Donald Trump did it again this week, grabbing the spotlight from potential GOP rivals by snapping up a winery in Virginia, an important swing state, and continuing to dabble in birther conspiracy theories and court the tea party. Polls show that Republican primary voters are high on the real estate tycoon, and Trump has said he is serious about a run, but others wonder how serious a candidate he would be.
Here’s what else we learned this week about 2012:
Shutdown Showdown: The politics of the budget showdown look very much like the 2010 midterm debate. Republicans have painted Democrats as big government liberals, and Democrats have painted Republicans as extreme on social issues and beholden to the tea party. While the specific back-and-forth over this year’s budget impasse probably won’t be on any minds this time next year, the underlying themes will be — spending, social issues and jobs.

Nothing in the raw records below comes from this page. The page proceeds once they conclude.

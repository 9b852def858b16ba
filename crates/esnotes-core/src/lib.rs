//! Domain layer for esnotes: notes, sessions, the session store interface and
//! identifier allocation.

pub mod config;
pub mod error;
pub mod id;
pub mod note;
pub mod session;
pub mod timestamp;

// Re-export common error type
pub use error::{EsnotesError, ImportFailure, Result};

The debate over funding for Planned Parenthood has united the fiscal and social wings of the Republican party, and the focus on abortion has invigorated the left, which has been disappointed by Obama’s move to the middle. Progressives, once derided by the White House as “the professional left,” will continue to look for Obama to stand up for their issues, while conservatives must still figure out how to stoke their base, without alienating independents. But as the next budget fight and debt debate looms, and 2012 inches closer, it is also clear that neither party has figured out how to effectively link budget cuts and deficit reduction to job creation.

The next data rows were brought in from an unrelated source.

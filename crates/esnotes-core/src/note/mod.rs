//! Note domain module.
//!
//! A note is a single tagged observation logged during a session.
//!
//! # Module Structure
//!
//! - `model`: The `Note` entity, its `NoteType` tag, and the `NoteDraft` input type

mod model;

// Re-export public API
pub use model::{NONE_TAG, Note, NoteDraft, NoteIndicator, NoteType, tag_or_none};
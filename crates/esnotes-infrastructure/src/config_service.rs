//! Configuration service implementation.
//!
//! This module provides a ConfigService that loads the root configuration
//! from the configuration file (~/.config/esnotes/config.toml).

use crate::paths::EsnotesPaths;
use crate::storage::AtomicFile;
use esnotes_core::config::RootConfig;
use esnotes_core::{EsnotesError, Result};
use std::path::{Path, PathBuf};
use std::sync::{Arc, RwLock};

/// Configuration service that loads and caches the root configuration.
///
/// A missing config file is created with the defaults on first load.
#[derive(Debug, Clone)]
pub struct ConfigService {
    path: PathBuf,
    /// Cached configuration loaded from file.
    config: Arc<RwLock<Option<RootConfig>>>,
}

impl ConfigService {
    /// Creates a ConfigService reading `path`.
    ///
    /// The configuration is loaded lazily on first access.
    pub fn new(path: impl Into<PathBuf>) -> Self {
        Self {
            path: path.into(),
            config: Arc::new(RwLock::new(None)),
        }
    }

    /// Creates a ConfigService for the default config file location.
    pub fn default_location() -> Result<Self> {
        let path = EsnotesPaths::config_file()
            .map_err(|e| EsnotesError::config(format!("Failed to get config path: {}", e)))?;
        Ok(Self::new(path))
    }

    pub fn path(&self) -> &Path {
        &self.path
    }

    /// Gets the root configuration, loading from file if not cached.
    ///
    /// An unreadable file falls back to the defaults (logged) without being overwritten.
    pub fn get_config(&self) -> RootConfig {
        if let Ok(read_lock) = self.config.read() {
            if let Some(ref cached) = *read_lock {
                return cached.clone();
            }
        }

        let loaded = self.load().unwrap_or_else(|e| {
            tracing::warn!("Failed to load config from {:?}, using defaults: {}", self.path, e);
            RootConfig::default()
        });

        if let Ok(mut write_lock) = self.config.write() {
            *write_lock = Some(loaded.clone());
        }

        loaded
    }

    /// Invalidates the cache, forcing a reload on next access.
    pub fn invalidate_cache(&self) {
        if let Ok(mut write_lock) = self.config.write() {
            *write_lock = None;
        }
    }

    /// Reads the config file, writing the defaults first if it doesn't exist.
    pub fn load(&self) -> Result<RootConfig> {
        let file = AtomicFile::<RootConfig>::toml(self.path.clone());
        match file.load()? {
            Some(config) => {
                tracing::debug!("Loaded config from {:?}", self.path);
                Ok(config)
            }
            None => {
                let config = RootConfig::default();
                file.save(&config)?;
                tracing::info!("Created default config at {:?}", self.path);
                Ok(config)
            }
        }
    }

    /// Resolves the directory holding session data.
    ///
    /// Precedence: `[storage].data_dir` in the config, then the platform data directory
    /// (which itself honours `ESNOTES_DATA_DIR`).
    pub fn data_dir(&self) -> Result<PathBuf> {
        if let Some(dir) = self.get_config().storage.data_dir {
            return Ok(dir);
        }
        EsnotesPaths::data_dir()
            .map_err(|e| EsnotesError::config(format!("Failed to get data directory: {}", e)))
    }
}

In this budget fight, Obama has cast himself as above the fray, with Congress at arm’s length. His potential rivals have largely stayed out of the debate, though some have given a nod to the bigger fights over entitlement reform that lie ahead, lauding Rep. Paul Ryan’s budget proposal. That suggests that, even if they aren’t in the fray now, they will be ready to engage in the future on the subject of on entitlement reform.

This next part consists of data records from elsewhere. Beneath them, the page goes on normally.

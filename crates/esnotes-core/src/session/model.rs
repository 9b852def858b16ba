//! Session domain model.
//!
//! This module contains the Session entity: one exploratory-testing run and
//! the chronological log of notes taken during it.

use crate::error::{EsnotesError, Result};
use crate::note::Note;
use crate::timestamp;
use chrono::{DateTime, Utc};
use serde::{Deserialize, Serialize};
use serde_json::{Map, Value};

/// Represents one exploratory-testing session.
///
/// A session contains:
/// - A display name, required before the session can be persisted
/// - The notes logged during the session, in insertion order
/// - The timestamp fixed when the session was saved
/// - The elapsed seconds captured from the session timer
///
/// The session exclusively owns its notes.
#[derive(Debug, Clone, PartialEq, Serialize, Deserialize)]
pub struct Session {
    /// Unique session identifier
    pub id: String,
    /// Human-readable session name
    pub name: String,
    /// Chronological note log
    #[serde(default)]
    pub notes: Vec<Note>,
    /// Timestamp when the session was saved
    #[serde(with = "timestamp::canonical")]
    pub date: DateTime<Utc>,
    /// Elapsed seconds recorded by the session timer
    #[serde(default)]
    pub duration: u64,
    /// Fields not modelled here, written back unchanged
    #[serde(flatten)]
    pub extra: Map<String, Value>,
}

impl Session {
    /// Creates an empty session dated now.
    pub fn new(id: impl Into<String>, name: impl Into<String>) -> Self {
        Self {
            id: id.into(),
            name: name.into(),
            notes: Vec::new(),
            date: timestamp::now(),
            duration: 0,
            extra: Map::new(),
        }
    }

    /// Checks the fields required before the session may be persisted.
    ///
    /// # Errors
    ///
    /// Returns `EsnotesError::Validation` if the name is empty or whitespace-only.
    pub fn validate(&self) -> Result<()> {
        if self.name.trim().is_empty() {
            return Err(EsnotesError::validation("Session name cannot be empty"));
        }
        Ok(())
    }

    pub fn note_count(&self) -> usize {
        self.notes.len()
    }

    /// Iterates over the session id followed by every note id.
    pub fn ids(&self) -> impl Iterator<Item = &str> {
        std::iter::once(self.id.as_str()).chain(self.notes.iter().map(|n| n.id.as_str()))
    }
}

The new face of the DNC: Rep. Debbie Wasserman-Schultz (D-Fla.), got the nod from Obama to lead the Democratic National Committee for a couple of reasons: She’s a woman, she’s telegenic, she’s from Florida and she’s a proven and loyal fundraiser, particularly with old Clinton donors who haven’t yet fully come on board for Obama. In 2012, she’ll play the role Sen. Claire McCaskill played for Obama in 2008, giving the Democrats a way to sell their domestic agenda around health care and education to suburban women in particular. She will also serve as an envoy to many in the Jewish community, which sometimes has found Obama’s statements and positions on Israel unsatisfactory.
Her counter at the Republican National Committee, Reince Priebus, is busy rebuilding a party organization that won big in November, but lost ground on fundraising and outreach to minorities. On the latter score, Wasserman-Schultz does little to help the DNC with crucial outreach to minorities, espcially Latinos, in key swing states like Florida, Nevada and New Mexico, which strategists agree will be key to victory in 2012.
Obama’s launch: President Obama has at various times in his first term given himself a grade of either B+ or Incomplete. The official video launch of his re-election campaign shows that he’ll run for a second term with that same good-but-still-more-work-to-do attitude toward his record. On the stump in 2008, he had a riff in his speech about his wife Michelle reminding him everyday that he wasn’t a perfect man. This time, that idea will likely be much more prominent as he positions himself to voters, particularly independents. Obama is betting that he’ll come out ahead against his Republican opponent on that question and even some Republican strategists acknowledge what polls show, and that is that the President has a high likeability factor.
The video, which puts him out in front of his likely challengers, presents the challenges that he faces: He has to stoke the grassroots enthusiasm among African-Americans, college students, and young people, and re-engage white suburbanites. Meanwhile, the National Republican Senatorial Committee used the announcement to roll out a parody video, Mike Huckabee had fundraising in mind, and Tim Pawlenty, eager to raise his profile, went for a Jerry Bruckheimer style response video.